NAIROBI, Kenya, Apr 2- The economic meltdown occasioned by the COVID-19 pandemic and subsequent measures to contain it were evident Friday as streets in the capital Nairobi remained deserted, a rare Easter when many businesses expected to cash in.
Kenya closed bars last week and ordered takeaway services for restaurants and hotels dealing a major blow to the already struggling economy.
President Uhuru Kenyatta also declared a lockdown in Nairobi, Machakos, Kiambu, Kajiado and Nakuru-the five worst hit counties with high COVID-19 cases.
He reviewed night curfew hours to start from 8pm from the earlier 10pm that remains in other parts of the country and banned all gatherings, including churches and political meetings.
On a day many people could have streamed to Uhuru Park with their families, a spot check by Capital FM News revealed that the grounds were empty as were the streets in town. A similar situation was reported in most parts in the locked counties.
“We are just hoping we will get enough money to buy food for today,” said Collins Amani who had an artificial water pool for children to swim said.
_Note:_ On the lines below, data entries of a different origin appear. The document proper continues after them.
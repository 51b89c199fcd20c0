use crate::render::ResultsPanel;
use crate::traits::StockQueryBackend;
use std::sync::atomic::{AtomicU64, Ordering};
use tokio::sync::Mutex;
use tracing::{debug, warn};

pub const MIN_QUERY_CHARS: usize = 2;

#[derive(Debug, Clone, PartialEq, Eq)]
pub enum SearchOutcome {
    /// Query too short; the panel was emptied and no request was made.
    Cleared,
    Rendered { items: usize },
    /// A newer input event arrived while this request was in flight.
    Stale { ticket: u64 },
    /// The request failed; whatever the panel showed before is kept.
    Failed,
}

/// Incremental search behind the `#stock-query` field.
///
/// Every input event takes a ticket. A response is applied only while its
/// ticket is still the latest one, so an out-of-order reply can never
/// overwrite a fresher panel.
pub struct StockSearch<B> {
    backend: B,
    min_query_chars: usize,
    latest: AtomicU64,
    panel: Mutex<ResultsPanel>,
}

impl<B> StockSearch<B>
where
    B: StockQueryBackend + Send + Sync,
{
    pub fn new(backend: B) -> Self {
        Self::with_min_chars(backend, MIN_QUERY_CHARS)
    }

    pub fn with_min_chars(backend: B, min_query_chars: usize) -> Self {
        Self {
            backend,
            min_query_chars,
            latest: AtomicU64::new(0),
            panel: Mutex::new(ResultsPanel::Empty),
        }
    }

    pub async fn on_input(&self, raw: &str) -> SearchOutcome {
        let ticket = self.latest.fetch_add(1, Ordering::SeqCst) + 1;
        let query = raw.trim();

        if query.chars().count() <= self.min_query_chars {
            self.panel.lock().await.clear();
            return SearchOutcome::Cleared;
        }

        let response = match self.backend.query(query).await {
            Ok(response) => response,
            Err(error) => {
                warn!(query = %query, error = %error, "stock query failed");
                return SearchOutcome::Failed;
            }
        };

        let mut panel = self.panel.lock().await;
        if self.latest.load(Ordering::SeqCst) != ticket {
            debug!(query = %query, ticket, "discarding stale stock query response");
            return SearchOutcome::Stale { ticket };
        }

        *panel = ResultsPanel::from_records(&response.results);
        SearchOutcome::Rendered {
            items: response.results.len(),
        }
    }

    pub async fn panel(&self) -> ResultsPanel {
        self.panel.lock().await.clone()
    }
}
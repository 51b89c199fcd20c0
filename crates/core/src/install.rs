use crate::models::InstallOutcome;
use crate::traits::DeferredPrompt;
use tokio::sync::Mutex;
use tracing::{info, warn};

/// Holds at most one deferred install prompt for the lifetime of the page.
pub struct InstallPromptSlot<P> {
    pending: Mutex<Option<P>>,
}

impl<P> Default for InstallPromptSlot<P> {
    fn default() -> Self {
        Self {
            pending: Mutex::new(None),
        }
    }
}

impl<P> InstallPromptSlot<P>
where
    P: DeferredPrompt + Send,
{
    pub fn new() -> Self {
        Self::default()
    }

    /// Keeps the prompt instead of letting the browser show it. Any earlier
    /// prompt is replaced. Returns true: the install control should be shown.
    pub async fn capture(&self, prompt: P) -> bool {
        *self.pending.lock().await = Some(prompt);
        true
    }

    pub async fn is_pending(&self) -> bool {
        self.pending.lock().await.is_some()
    }

    /// Shows the native install flow once. The slot is emptied before the
    /// prompt is awaited, so a second activation is a no-op whatever the
    /// user chooses.
    pub async fn activate(&self) -> Option<InstallOutcome> {
        let mut prompt = self.pending.lock().await.take()?;
        match prompt.prompt().await {
            Ok(InstallOutcome::Accepted) => {
                info!("user accepted the install prompt");
                Some(InstallOutcome::Accepted)
            }
            Ok(InstallOutcome::Dismissed) => Some(InstallOutcome::Dismissed),
            Err(error) => {
                warn!(error = %error, "install prompt failed");
                None
            }
        }
    }
}
use crate::dom::{Document, Table, TableRow};
use crate::format::parse_integer_prefix;
use crate::PageError;
use std::path::{Path, PathBuf};
use tracing::info;

pub const HOVER_CLASS: &str = "table-active";
pub const LOW_STOCK_CLASS: &str = "low-stock-row";
pub const EXPORT_FILE_NAME: &str = "export.csv";
pub const EXPORT_MIME: &str = "text/csv";

pub fn on_pointer_enter(row: &mut TableRow) {
    row.classes.add(HOVER_CLASS);
}

pub fn on_pointer_leave(row: &mut TableRow) {
    row.classes.remove(HOVER_CLASS);
}

/// Marks rows whose stock quantity is at or below their configured minimum.
///
/// Runs once at page load. A missing or unparsable minimum counts as zero;
/// an unparsable quantity never flags its row. Returns the number of rows
/// flagged.
pub fn flag_low_stock(table: &mut Table) -> usize {
    let mut flagged = 0;
    for row in &mut table.rows {
        let is_low = row.cells.iter().any(|cell| {
            let Some(threshold) = &cell.stock else {
                return false;
            };
            let minimum = threshold
                .min_stock
                .as_deref()
                .and_then(parse_integer_prefix)
                .unwrap_or(0);
            parse_integer_prefix(&cell.text).is_some_and(|quantity| quantity <= minimum)
        });

        if is_low {
            row.classes.add(LOW_STOCK_CLASS);
            flagged += 1;
        }
    }
    flagged
}

/// Cells joined with `,`, rows with `\n`. Cell text goes out verbatim, so
/// values containing commas, quotes or newlines are not escaped.
pub fn export_csv(table: &Table) -> String {
    table
        .rows
        .iter()
        .map(|row| {
            row.cells
                .iter()
                .map(|cell| cell.text.as_str())
                .collect::<Vec<_>>()
                .join(",")
        })
        .collect::<Vec<_>>()
        .join("\n")
}

#[derive(Debug, Clone, PartialEq, Eq)]
pub struct CsvDownload {
    pub file_name: String,
    pub mime: &'static str,
    pub content: String,
}

impl CsvDownload {
    pub fn new(content: String) -> Self {
        Self {
            file_name: EXPORT_FILE_NAME.to_string(),
            mime: EXPORT_MIME,
            content,
        }
    }

    pub async fn save_into(&self, dir: &Path) -> Result<PathBuf, PageError> {
        tokio::fs::create_dir_all(dir).await?;
        let path = dir.join(&self.file_name);
        tokio::fs::write(&path, self.content.as_bytes()).await?;
        info!(path = %path.display(), bytes = self.content.len(), "csv export written");
        Ok(path)
    }
}

/// Export button; `target` is the table selector it was configured with.
#[derive(Debug, Clone, PartialEq, Eq)]
pub struct ExportControl {
    pub target: String,
}

impl ExportControl {
    pub fn new(target: impl Into<String>) -> Self {
        Self {
            target: target.into(),
        }
    }

    pub fn on_click(&self, document: &Document) -> Result<CsvDownload, PageError> {
        let table = document
            .table(&self.target)
            .ok_or_else(|| PageError::UnknownTable(self.target.clone()))?;
        Ok(CsvDownload::new(export_csv(table)))
    }
}

#[cfg(test)]
mod tests {
    use super::*;
    use crate::dom::TableCell;
    use tempfile::tempdir;

    fn stock_row(name: &str, quantity: &str, min_stock: Option<&str>) -> TableRow {
        TableRow::new(vec![
            TableCell::data(name),
            TableCell::stock_quantity(quantity, min_stock),
        ])
    }

    #[test]
    fn hover_toggles_highlight() {
        let mut row = TableRow::default();
        on_pointer_enter(&mut row);
        assert!(row.classes.contains(HOVER_CLASS));
        on_pointer_leave(&mut row);
        assert!(!row.classes.contains(HOVER_CLASS));
    }

    #[test]
    fn rows_at_or_below_minimum_are_flagged() {
        let mut table = Table {
            rows: vec![
                stock_row("Bolt", "5", Some("5")),
                stock_row("Nut", "6", Some("5")),
                stock_row("Washer", "0", None),
                stock_row("Screw", "3", None),
                stock_row("Rivet", "n/a", Some("10")),
                stock_row("Pin", "2", Some("lots")),
                TableRow::new(vec![TableCell::data("Header-ish"), TableCell::data("0")]),
            ],
        };

        assert_eq!(flag_low_stock(&mut table), 2);
        let flagged: Vec<bool> = table
            .rows
            .iter()
            .map(|row| row.classes.contains(LOW_STOCK_CLASS))
            .collect();
        assert_eq!(flagged, vec![true, false, true, false, false, false, false]);
    }

    #[test]
    fn csv_joins_cells_without_escaping() {
        let table = Table::from_text_rows([["A", "1"], ["B", "2"]]);
        assert_eq!(export_csv(&table), "A,1\nB,2");

        let awkward = Table::from_text_rows([["Bolts, large", "\"3\""]]);
        assert_eq!(export_csv(&awkward), "Bolts, large,\"3\"");
    }

    #[test]
    fn header_cells_are_exported_in_order() {
        let table = Table {
            rows: vec![
                TableRow::new(vec![TableCell::header("Product"), TableCell::header("Qty")]),
                TableRow::new(vec![TableCell::data("Bolt"), TableCell::data("4")]),
            ],
        };
        assert_eq!(export_csv(&table), "Product,Qty\nBolt,4");
    }

    #[test]
    fn unknown_export_target_is_an_error() {
        let control = ExportControl::new("#missing");
        assert!(matches!(
            control.on_click(&Document::default()),
            Err(PageError::UnknownTable(target)) if target == "#missing"
        ));
    }

    #[tokio::test]
    async fn download_is_written_as_export_csv() -> Result<(), Box<dyn std::error::Error>> {
        let dir = tempdir()?;
        let table = Table::from_text_rows([["A", "1"], ["B", "2"]]);
        let document = Document::default().with_table("stock-table", table);
        let download = ExportControl::new("#stock-table").on_click(&document)?;
        assert_eq!(download.mime, "text/csv");

        let path = download.save_into(dir.path()).await?;
        assert_eq!(path.file_name().and_then(|name| name.to_str()), Some("export.csv"));
        assert_eq!(std::fs::read_to_string(path)?, "A,1\nB,2");
        Ok(())
    }
}
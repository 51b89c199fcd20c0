pub mod fetcher;
pub mod preferences;
pub mod stock_query;

pub use fetcher::{HttpFetcher, ScriptProbeRegistry};
pub use preferences::{JsonFilePreferences, MemoryPreferences};
pub use stock_query::HttpStockQuery;
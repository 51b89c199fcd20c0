//! Headless stand-ins for the parts of a rendered page the behaviors touch.
//!
//! Pages are server-rendered, so these types only carry what the behaviors
//! read or mutate: class names, table cells, and overlay trigger flags.

use serde::{Deserialize, Serialize};
use std::collections::{BTreeMap, BTreeSet};

#[derive(Debug, Clone, Default, PartialEq, Eq, Serialize, Deserialize)]
#[serde(transparent)]
pub struct ClassList(BTreeSet<String>);

impl ClassList {
    pub fn add(&mut self, class: &str) {
        self.0.insert(class.to_string());
    }

    pub fn remove(&mut self, class: &str) {
        self.0.remove(class);
    }

    /// Flips `class` and reports whether it is present afterwards.
    pub fn toggle(&mut self, class: &str) -> bool {
        if self.0.remove(class) {
            false
        } else {
            self.0.insert(class.to_string());
            true
        }
    }

    pub fn contains(&self, class: &str) -> bool {
        self.0.contains(class)
    }

    pub fn is_empty(&self) -> bool {
        self.0.is_empty()
    }
}

#[derive(Debug, Clone, Copy, PartialEq, Eq, Serialize, Deserialize, Default)]
#[serde(rename_all = "lowercase")]
pub enum CellKind {
    Header,
    #[default]
    Data,
}

#[derive(Debug, Clone, PartialEq, Serialize, Deserialize)]
pub struct TableCell {
    #[serde(default)]
    pub kind: CellKind,
    pub text: String,
    /// Present on cells that display a stock quantity; holds the raw
    /// configured minimum, which may itself be absent.
    #[serde(default)]
    pub stock: Option<StockThreshold>,
}

impl TableCell {
    pub fn header(text: impl Into<String>) -> Self {
        Self {
            kind: CellKind::Header,
            text: text.into(),
            stock: None,
        }
    }

    pub fn data(text: impl Into<String>) -> Self {
        Self {
            kind: CellKind::Data,
            text: text.into(),
            stock: None,
        }
    }

    pub fn stock_quantity(text: impl Into<String>, min_stock: Option<&str>) -> Self {
        Self {
            kind: CellKind::Data,
            text: text.into(),
            stock: Some(StockThreshold {
                min_stock: min_stock.map(str::to_string),
            }),
        }
    }
}

#[derive(Debug, Clone, Default, PartialEq, Eq, Serialize, Deserialize)]
pub struct StockThreshold {
    #[serde(default)]
    pub min_stock: Option<String>,
}

#[derive(Debug, Clone, Default, PartialEq, Serialize, Deserialize)]
pub struct TableRow {
    pub cells: Vec<TableCell>,
    #[serde(default)]
    pub classes: ClassList,
}

impl TableRow {
    pub fn new(cells: Vec<TableCell>) -> Self {
        Self {
            cells,
            classes: ClassList::default(),
        }
    }
}

#[derive(Debug, Clone, Default, PartialEq, Serialize, Deserialize)]
pub struct Table {
    pub rows: Vec<TableRow>,
}

impl Table {
    pub fn from_text_rows<R, C>(rows: R) -> Self
    where
        R: IntoIterator<Item = C>,
        C: IntoIterator,
        C::Item: Into<String>,
    {
        Self {
            rows: rows
                .into_iter()
                .map(|row| TableRow::new(row.into_iter().map(TableCell::data).collect()))
                .collect(),
        }
    }
}

#[derive(Debug, Clone, Copy, PartialEq, Eq, Serialize, Deserialize)]
#[serde(rename_all = "lowercase")]
pub enum OverlayKind {
    Tooltip,
    Popover,
}

#[derive(Debug, Clone, PartialEq, Eq, Serialize, Deserialize)]
pub struct OverlayTrigger {
    pub kind: OverlayKind,
    pub title: String,
    #[serde(default)]
    pub active: bool,
}

#[derive(Debug, Clone, Default, PartialEq, Serialize, Deserialize)]
pub struct Document {
    #[serde(default)]
    pub body: ClassList,
    #[serde(default)]
    pub tables: BTreeMap<String, Table>,
    #[serde(default)]
    pub overlays: Vec<OverlayTrigger>,
}

impl Document {
    pub fn with_table(mut self, id: impl Into<String>, table: Table) -> Self {
        self.tables.insert(id.into(), table);
        self
    }

    /// Looks a table up by `#id` or bare `id`.
    pub fn table(&self, target: &str) -> Option<&Table> {
        self.tables.get(target.trim_start_matches('#'))
    }
}
use crate::format::{file_name_from_path, format_currency, parse_number_or_zero};

pub const PROCESSING_LABEL: &str = r#"<i class="fas fa-spinner fa-spin me-2"></i>Processing..."#;
const FILE_ICON: &str = r#"<i class="fas fa-file me-2"></i>"#;

#[derive(Debug, Clone, PartialEq, Eq)]
pub struct SubmitControl {
    pub label: String,
    pub disabled: bool,
}

impl SubmitControl {
    pub fn new(label: impl Into<String>) -> Self {
        Self {
            label: label.into(),
            disabled: false,
        }
    }

    /// Runs as the form submits. Purely cosmetic: the submission itself
    /// proceeds, and the control is never re-enabled.
    pub fn guard(&mut self) {
        self.disabled = true;
        self.label = PROCESSING_LABEL.to_string();
    }
}

/// Quantity and unit-price inputs of the sale form plus the total display.
#[derive(Debug, Clone, Default, PartialEq)]
pub struct SaleForm {
    quantity: String,
    unit_price: String,
    display: String,
}

impl SaleForm {
    pub fn set_quantity(&mut self, value: impl Into<String>) -> &str {
        self.quantity = value.into();
        self.recompute()
    }

    pub fn set_unit_price(&mut self, value: impl Into<String>) -> &str {
        self.unit_price = value.into();
        self.recompute()
    }

    pub fn display(&self) -> &str {
        &self.display
    }

    pub fn total(&self) -> f64 {
        sale_total(&self.quantity, &self.unit_price)
    }

    fn recompute(&mut self) -> &str {
        self.display = format!("Total: {}", format_currency(self.total()));
        &self.display
    }
}

pub fn sale_total(quantity: &str, unit_price: &str) -> f64 {
    parse_number_or_zero(quantity) * parse_number_or_zero(unit_price)
}

#[derive(Debug, Clone, Default, PartialEq, Eq)]
pub struct FileInput {
    pub help_text: String,
}

impl FileInput {
    pub fn on_change(&mut self, selected_path: &str) -> &str {
        self.help_text = format!("{FILE_ICON}{}", file_name_from_path(selected_path));
        &self.help_text
    }
}

#[cfg(test)]
mod tests {
    use super::*;

    #[test]
    fn guard_disables_and_shows_spinner() {
        let mut submit = SubmitControl::new("Save");
        submit.guard();
        assert!(submit.disabled);
        assert_eq!(submit.label, PROCESSING_LABEL);

        submit.guard();
        assert!(submit.disabled);
    }

    #[test]
    fn unparsable_quantity_counts_as_zero() {
        let mut form = SaleForm::default();
        form.set_quantity("abc");
        assert_eq!(form.set_unit_price("5"), "Total: $0.00");
    }

    #[test]
    fn total_updates_from_either_field() {
        let mut form = SaleForm::default();
        assert_eq!(form.set_unit_price("2.5"), "Total: $0.00");
        assert_eq!(form.set_quantity("3"), "Total: $7.50");
        assert_eq!(form.total(), 7.5);
    }

    #[test]
    fn file_name_is_echoed_without_path() {
        let mut input = FileInput::default();
        let echoed = input.on_change(r"C:\fakepath\inventory.csv");
        assert!(echoed.ends_with("inventory.csv"));
        assert!(!echoed.contains("fakepath"));
    }
}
He said he only received two clients at Uhuru Park where he expected to do brisk business.
Churches remained closed in Friday, with others opting for virtual services following an order by the president in measures to contain the spread of COVID-19.
On the day many worshippers could have been in church to commemorate the crucification of Jesus and his death in Calvary, there was no activities in most Kenyan churches.
Nairobi’s main Catholic Church, the Holy Family Basilica, the doors were closed with only guards and one worshipper spotted outside where he was praying even as priests conducted an online session streamed for worshippers at home.
““This is the second year I am doing this and I will not be discouraged. I prefer coming to church and even though I am praying from the outside I still feel like I am inside the House of the Lord. I know the pandemic has affected all of us, but I urge my fellow Christians to hold on and continue serving God under all circumstances,” Zachary Omweri said
Security guards thee said there was no activity scheduled.
But at the All Saints Cathedral in Nairobi, Provost Sammy Wainaina of and other priests were conducting an online service streamed for worshippers to their homes.
“We did not agree with the closure of churches but since we are law-abiding citizens, we had to ask our fellow Christians to follow this service on our online platforms. We will continue ministering to them online until churches are opened again,” Wainaina said.
He urged worshippers to always attend church online in adhering to the government regulations.
Kenya is currently experiencing a third and fierce wave of the disease, which has resulted to more stringent measures, that include a lockdown effected on five counties of Kiambu, Nairobi, Kajiado, Machakos and Nakuru.